● **Task item**:
Lines from the first one down to the one containing "UPDATE orders SET" in the data below are the only ones needed; please return them exactly, both ends included.

● **Exercise material**:
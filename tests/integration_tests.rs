//! Integration tests for end-to-end parsing.
//!
//! These tests drive the public API from raw input through tokenization,
//! parsing and tree traversal, and check the properties every parse must
//! keep regardless of the statement mix.

use std::{collections::HashMap, thread};

use proptest::prelude::*;
use rstest::rstest;
use sqlfront::{
    ast::{
        ast::{Binding, NodeRef, TokenRef},
        kinds::{ColumnDefContext, Listener, NodeKind},
    },
    errors::errors::ErrorImpl,
    lexer::{lexer::tokenize, tokens::TokenKind},
    parse, parse_with, render_caret, Charset, ParseResult, ParserConfig, SqlMode,
};

fn lexed_texts(sql: &str, config: &ParserConfig) -> Vec<String> {
    tokenize(sql.as_bytes(), config)
        .tokens
        .into_iter()
        .filter(|token| token.kind != TokenKind::EOF)
        .map(|token| token.value)
        .collect()
}

fn tree_texts(result: &ParseResult) -> Vec<String> {
    result
        .tree()
        .root()
        .token_texts()
        .into_iter()
        .map(String::from)
        .collect()
}

fn find(node: NodeRef<'_>, kind: NodeKind) -> Option<NodeRef<'_>> {
    if node.kind() == kind {
        return Some(node);
    }
    node.child_nodes().find_map(|child| find(child, kind))
}

const BATCH: &str = "\
    WITH recent AS (SELECT id, total FROM orders WHERE created_at > NOW() - INTERVAL 7 DAY)
    SELECT c.name, SUM(r.total) AS spent
      FROM customers c JOIN recent r ON r.id = c.id
     GROUP BY c.name HAVING spent > 100 ORDER BY spent DESC LIMIT 10;
    INSERT INTO audit (who, at) VALUES (CURRENT_USER(), NOW()) ON DUPLICATE KEY UPDATE at = VALUES(at);
    UPDATE orders SET status = 'shipped' WHERE id IN (SELECT id FROM recent_ids);
    -- housekeeping
    DELETE FROM sessions WHERE expires < NOW();
    CREATE TABLE IF NOT EXISTS logs (id BIGINT AUTO_INCREMENT PRIMARY KEY, msg TEXT, KEY idx_msg (msg(32)))
      ENGINE = InnoDB DEFAULT CHARSET = utf8mb4;
    ALTER TABLE logs ADD COLUMN level INT DEFAULT 0 AFTER id, DROP INDEX idx_msg;
    GRANT SELECT, INSERT ON shop.* TO 'app'@'%';
    SET @@session.sql_mode = 'ANSI', @n = 1;
    BEGIN; COMMIT;
    EXPLAIN SELECT * FROM t1 UNION ALL SELECT * FROM t2;
";

#[test]
fn test_mixed_batch_parses() {
    let result = parse(BATCH);
    assert!(result.is_ok(), "{:?}", result.errors());

    let kinds: Vec<NodeKind> = result.statements().map(|node| node.kind()).collect();
    assert_eq!(
        kinds,
        vec![
            NodeKind::SelectStmt,
            NodeKind::InsertStmt,
            NodeKind::UpdateStmt,
            NodeKind::DeleteStmt,
            NodeKind::CreateTableStmt,
            NodeKind::AlterTableStmt,
            NodeKind::GrantStmt,
            NodeKind::SetStmt,
            NodeKind::BeginStmt,
            NodeKind::CommitStmt,
            NodeKind::ExplainStmt,
        ]
    );
}

#[test]
fn test_tree_tokens_round_trip_lexer_tokens() {
    let config = ParserConfig::default();
    let result = parse_with(BATCH.as_bytes(), &config);

    assert_eq!(tree_texts(&result), lexed_texts(BATCH, &config));
    assert!(result
        .tree()
        .root()
        .descendant_tokens()
        .iter()
        .all(|token| token.binding() != Binding::Unbound));
}

#[test]
fn test_parse_is_deterministic() {
    let first = parse(BATCH);
    let second = parse(BATCH);

    assert_eq!(first.tree().dump(), second.tree().dump());
    assert_eq!(first.tree().to_json().unwrap(), second.tree().to_json().unwrap());
}

#[test]
fn test_batch_resilience() {
    let sql = "SELECT 1; SELEC 2; SELECT 3;";
    let result = parse(sql);

    assert_eq!(result.statements().count(), 2);
    assert_eq!(result.errors().len(), 1);

    let error = &result.errors()[0];
    assert_eq!(error.found(), Some("SELEC"));
    assert_eq!(&sql[error.get_span().start..error.get_span().end], "SELEC");

    let texts: Vec<String> = result.statements().map(|node| node.text()).collect();
    assert_eq!(texts, vec!["SELECT 1", "SELECT 3"]);
}

#[test]
fn test_errors_are_ordered_by_position() {
    let result = parse("SELECT FROM; SELECT 'open; SELECT 1 +;");
    let starts: Vec<usize> = result.errors().iter().map(|error| error.get_span().start).collect();

    assert!(!starts.is_empty());
    assert!(starts.windows(2).all(|pair| pair[0] <= pair[1]));
}

#[test]
fn test_lexical_error_is_reported_once() {
    let result = parse("SELECT 'unterminated");

    assert_eq!(result.errors().len(), 1);
    assert_eq!(result.errors()[0].kind(), &ErrorImpl::UnterminatedString);
    assert!(result.errors()[0].is_lexical());
    assert_eq!(result.statements().count(), 0);
}

#[test]
fn test_invalid_encoding_is_reported() {
    let input = b"SELECT '\xff\xfe' FROM t";
    let result = parse_with(input, &ParserConfig::default());

    assert!(result
        .errors()
        .iter()
        .any(|error| matches!(error.kind(), ErrorImpl::InvalidEncoding { .. })));
}

#[test]
fn test_latin1_input_accepts_high_bytes() {
    let input = b"SELECT 'caf\xe9' FROM t";
    let config = ParserConfig::default().with_charset(Charset::Latin1);

    assert!(parse_with(input, &config).is_ok());
}

#[test]
fn test_multiplication_nests_in_addition() {
    let result = parse("SELECT 1 + 2 * 3");
    let sum = find(result.tree().root(), NodeKind::BinaryExpr).unwrap();

    assert_eq!(sum.tokens().next().map(|token| token.text()), Some("+"));
    let right = sum.nth_child_node(1).unwrap();
    assert_eq!(right.kind(), NodeKind::BinaryExpr);
    assert_eq!(right.text(), "2 * 3");
}

#[test]
fn test_unreserved_keyword_as_name_and_keyword() {
    let result = parse("SELECT timestamp FROM t WHERE timestamp > TIMESTAMP '2024-01-01 00:00:00'");
    assert!(result.is_ok(), "{:?}", result.errors());

    let bindings: Vec<Binding> = result
        .tree()
        .root()
        .descendant_tokens()
        .iter()
        .filter(|token| token.text().eq_ignore_ascii_case("timestamp"))
        .map(|token| token.binding())
        .collect();
    assert_eq!(
        bindings,
        vec![Binding::Identifier, Binding::Identifier, Binding::Keyword]
    );
    assert!(find(result.tree().root(), NodeKind::TemporalLiteral).is_some());
}

#[test]
fn test_create_table_elements_keep_order() {
    let result = parse("CREATE TABLE t (a INT, b INT, c INT)");
    let elements = find(result.tree().root(), NodeKind::TableElementList).unwrap();

    let names: Vec<String> = elements
        .child_contexts::<ColumnDefContext>()
        .filter_map(|column| column.name())
        .collect();
    assert_eq!(names, vec!["a", "b", "c"]);
}

#[rstest]
#[case(SqlMode::default(), "||")]
#[case(SqlMode::ansi(), "AND")]
fn test_pipes_follow_sql_mode(#[case] mode: SqlMode, #[case] top_operator: &str) {
    let config = ParserConfig::default().with_sql_mode(mode);
    let result = parse_with(b"SELECT a || b AND c", &config);
    assert!(result.is_ok());

    let top = find(result.tree().root(), NodeKind::BinaryExpr).unwrap();
    assert_eq!(top.tokens().next().map(|token| token.text()), Some(top_operator));
}

#[rstest]
#[case(SqlMode::default(), NodeKind::StringLiteral)]
#[case(SqlMode::ansi(), NodeKind::ColumnRef)]
fn test_double_quotes_follow_ansi_quotes(#[case] mode: SqlMode, #[case] expected: NodeKind) {
    let config = ParserConfig::default().with_sql_mode(mode);
    let result = parse_with(b"SELECT \"x\" FROM t", &config);
    assert!(result.is_ok());

    let field = find(result.tree().root(), NodeKind::SelectField).unwrap();
    assert_eq!(field.first_child_node().map(|node| node.kind()), Some(expected));
}

#[test]
fn test_config_from_json_drives_parse() {
    let config = ParserConfig::from_json(r#"{"sql_mode": {"ansi_quotes": true}, "max_depth": 8}"#)
        .unwrap();
    assert_eq!(config.charset, Charset::Utf8mb4);

    let result = parse_with(b"SELECT ((((((((((1))))))))))", &config);
    assert!(matches!(
        result.errors()[0].kind(),
        ErrorImpl::NestingTooDeep { limit: 8 }
    ));
}

#[test]
fn test_deep_nesting_is_rejected_without_overflow() {
    let sql = format!("SELECT {}1{}", "(".repeat(5000), ")".repeat(5000));

    let handle = thread::Builder::new()
        .stack_size(32 * 1024 * 1024)
        .spawn(move || {
            let result = parse(&sql);
            result.errors().iter().map(|error| error.kind().clone()).collect::<Vec<_>>()
        })
        .unwrap();
    let errors = handle.join().unwrap();

    assert_eq!(errors, vec![ErrorImpl::NestingTooDeep { limit: 256 }]);
}

#[test]
fn test_render_caret_for_every_error() {
    let source = "SELECT 1;\nSELECT a FORM t;\nDROP;";
    let result = parse(source);
    assert_eq!(result.errors().len(), 2);

    let rendered: Vec<String> = result
        .errors()
        .iter()
        .map(|error| render_caret(source, error))
        .collect();
    assert!(rendered[0].contains("2 | SELECT a FORM t;"));
    assert!(rendered[1].contains("3 | DROP;"));
}

#[test]
fn test_parse_result_is_shareable_across_threads() {
    fn assert_send_sync<T: Send + Sync>() {}
    assert_send_sync::<ParseResult>();
    assert_send_sync::<ParserConfig>();

    let result = parse(BATCH);
    let dump = result.tree().dump();
    let from_thread = thread::scope(|scope| {
        scope
            .spawn(|| result.tree().dump())
            .join()
            .unwrap()
    });
    assert_eq!(dump, from_thread);
}

#[derive(Default)]
struct Counter {
    entered: HashMap<NodeKind, usize>,
    exited: HashMap<NodeKind, usize>,
    depth: usize,
    max_depth: usize,
    terminals: usize,
}

impl Listener for Counter {
    fn enter_every_rule(&mut self, node: NodeRef<'_>) {
        *self.entered.entry(node.kind()).or_default() += 1;
        self.depth += 1;
        self.max_depth = self.max_depth.max(self.depth);
    }

    fn exit_every_rule(&mut self, node: NodeRef<'_>) {
        *self.exited.entry(node.kind()).or_default() += 1;
        self.depth -= 1;
    }

    fn visit_terminal(&mut self, _token: TokenRef<'_>) {
        self.terminals += 1;
    }
}

#[test]
fn test_walker_enters_and_exits_every_node_once() {
    let result = parse(BATCH);
    let mut counter = Counter::default();
    result.tree().walk(&mut counter);

    assert_eq!(counter.entered, counter.exited);
    assert_eq!(counter.depth, 0);
    assert_eq!(
        counter.entered.values().sum::<usize>(),
        result.tree().node_count()
    );
    assert_eq!(counter.terminals, result.tree().root().descendant_tokens().len());
}

#[test]
fn test_walker_handles_deep_trees() {
    let sql = format!("SELECT {}", vec!["-1"; 1500].join(" + "));
    let result = parse(&sql);
    assert!(result.is_ok());

    let mut counter = Counter::default();
    result.tree().walk(&mut counter);
    assert!(counter.max_depth > 1000);
}

#[test]
fn test_renderings_handle_deep_trees() {
    let sql = format!("SELECT 1{}", " + 1".repeat(50_000));
    let result = parse(&sql);
    assert!(result.is_ok());

    let tree = result.tree();
    let mut counter = Counter::default();
    tree.walk(&mut counter);
    let nodes: usize = counter.entered.values().sum();
    let tokens = counter.terminals;
    assert!(nodes > 100_000);

    let dump = tree.dump();
    assert_eq!(dump.lines().count(), nodes + tokens);

    let statement = tree.statements().next().unwrap();
    let sexp = statement.to_sexp();
    assert!(sexp.starts_with("(SelectStmt"));
    assert_eq!(sexp.matches('(').count(), sexp.matches(')').count());

    let json = tree.to_json().unwrap();
    assert_eq!(json.matches("\"kind\"").count(), nodes);
    assert_eq!(json.matches("\"binding\"").count(), tokens);
    assert!(json.ends_with("]}"));
}

fn name() -> impl Strategy<Value = String> {
    "[a-z][a-z0-9]{0,6}".prop_map(|suffix| format!("c_{}", suffix))
}

fn expr() -> impl Strategy<Value = String> {
    let leaf = prop_oneof![
        name(),
        (0u32..10_000).prop_map(|n| n.to_string()),
        "[a-z ]{0,8}".prop_map(|text| format!("'{}'", text)),
    ];
    leaf.prop_recursive(4, 32, 2, |inner| {
        prop_oneof![
            (inner.clone(), prop::sample::select(vec!["+", "-", "*", "/", "=", "<>", "AND", "OR"]), inner.clone())
                .prop_map(|(left, op, right)| format!("{} {} {}", left, op, right)),
            inner.clone().prop_map(|inner| format!("({})", inner)),
            inner.clone().prop_map(|inner| format!("NOT {}", inner)),
            (name(), prop::collection::vec(inner, 1..3))
                .prop_map(|(function, args)| format!("{}({})", function, args.join(", "))),
        ]
    })
}

fn statement() -> impl Strategy<Value = String> {
    prop_oneof![
        (expr(), name(), expr()).prop_map(|(field, table, filter)| format!(
            "SELECT {} FROM {} WHERE {}",
            field, table, filter
        )),
        (name(), name(), expr()).prop_map(|(table, column, value)| format!(
            "UPDATE {} SET {} = {}",
            table, column, value
        )),
        (name(), prop::collection::vec(expr(), 1..4)).prop_map(|(table, values)| format!(
            "INSERT INTO {} VALUES ({})",
            table,
            values.join(", ")
        )),
        (name(), expr()).prop_map(|(table, filter)| format!("DELETE FROM {} WHERE {}", table, filter)),
    ]
}

proptest! {
    #[test]
    fn prop_generated_statements_parse_and_round_trip(statements in prop::collection::vec(statement(), 1..4)) {
        let sql = statements.join(";\n");
        let config = ParserConfig::default();
        let result = parse_with(sql.as_bytes(), &config);

        prop_assert!(result.is_ok(), "{}: {:?}", sql, result.errors());
        prop_assert_eq!(result.statements().count(), statements.len());
        prop_assert_eq!(tree_texts(&result), lexed_texts(&sql, &config));
    }

    #[test]
    fn prop_parse_is_deterministic(sql in "[ -~\n]{0,80}") {
        let first = parse(&sql);
        let second = parse(&sql);

        prop_assert_eq!(first.tree().dump(), second.tree().dump());
        prop_assert_eq!(first.errors(), second.errors());
    }

    #[test]
    fn prop_statement_spans_stay_inside_input(sql in "[ -~\n]{0,80}") {
        let result = parse(&sql);

        for statement in result.statements() {
            prop_assert!(statement.span().end <= sql.len());
        }
        for error in result.errors() {
            prop_assert!(error.get_span().start <= sql.len());
        }
    }

    #[test]
    fn prop_good_statements_survive_a_bad_neighbour(statement in statement(), garbage in "[a-z]{1,6} [a-z]{1,6}") {
        let sql = format!("{}; SELEC {}; {}", statement, garbage, statement);
        let result = parse(&sql);

        prop_assert_eq!(result.statements().count(), 2);
        prop_assert_eq!(result.errors().len(), 1);
    }
}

● **Response area**:
filename tests/integration_tests.rs
//! Integration tests for end-to-end parsing.
//!
//! These tests drive the public API from raw input through tokenization,
//! parsing and tree traversal, and check the properties every parse must
//! keep regardless of the statement mix.

use std::{collections::HashMap, thread};

use proptest::prelude::*;
use rstest::rstest;
use sqlfront::{
    ast::{
        ast::{Binding, NodeRef, TokenRef},
        kinds::{ColumnDefContext, Listener, NodeKind},
    },
    errors::errors::ErrorImpl,
    lexer::{lexer::tokenize, tokens::TokenKind},
    parse, parse_with, render_caret, Charset, ParseResult, ParserConfig, SqlMode,
};

fn lexed_texts(sql: &str, config: &ParserConfig) -> Vec<String> {
    tokenize(sql.as_bytes(), config)
        .tokens
        .into_iter()
        .filter(|token| token.kind != TokenKind::EOF)
        .map(|token| token.value)
        .collect()
}

fn tree_texts(result: &ParseResult) -> Vec<String> {
    result
        .tree()
        .root()
        .token_texts()
        .into_iter()
        .map(String::from)
        .collect()
}

fn find(node: NodeRef<'_>, kind: NodeKind) -> Option<NodeRef<'_>> {
    if node.kind() == kind {
        return Some(node);
    }
    node.child_nodes().find_map(|child| find(child, kind))
}

const BATCH: &str = "\
    WITH recent AS (SELECT id, total FROM orders WHERE created_at > NOW() - INTERVAL 7 DAY)
    SELECT c.name, SUM(r.total) AS spent
      FROM customers c JOIN recent r ON r.id = c.id
     GROUP BY c.name HAVING spent > 100 ORDER BY spent DESC LIMIT 10;
    INSERT INTO audit (who, at) VALUES (CURRENT_USER(), NOW()) ON DUPLICATE KEY UPDATE at = VALUES(at);
    UPDATE orders SET status = 'shipped' WHERE id IN (SELECT id FROM recent_ids);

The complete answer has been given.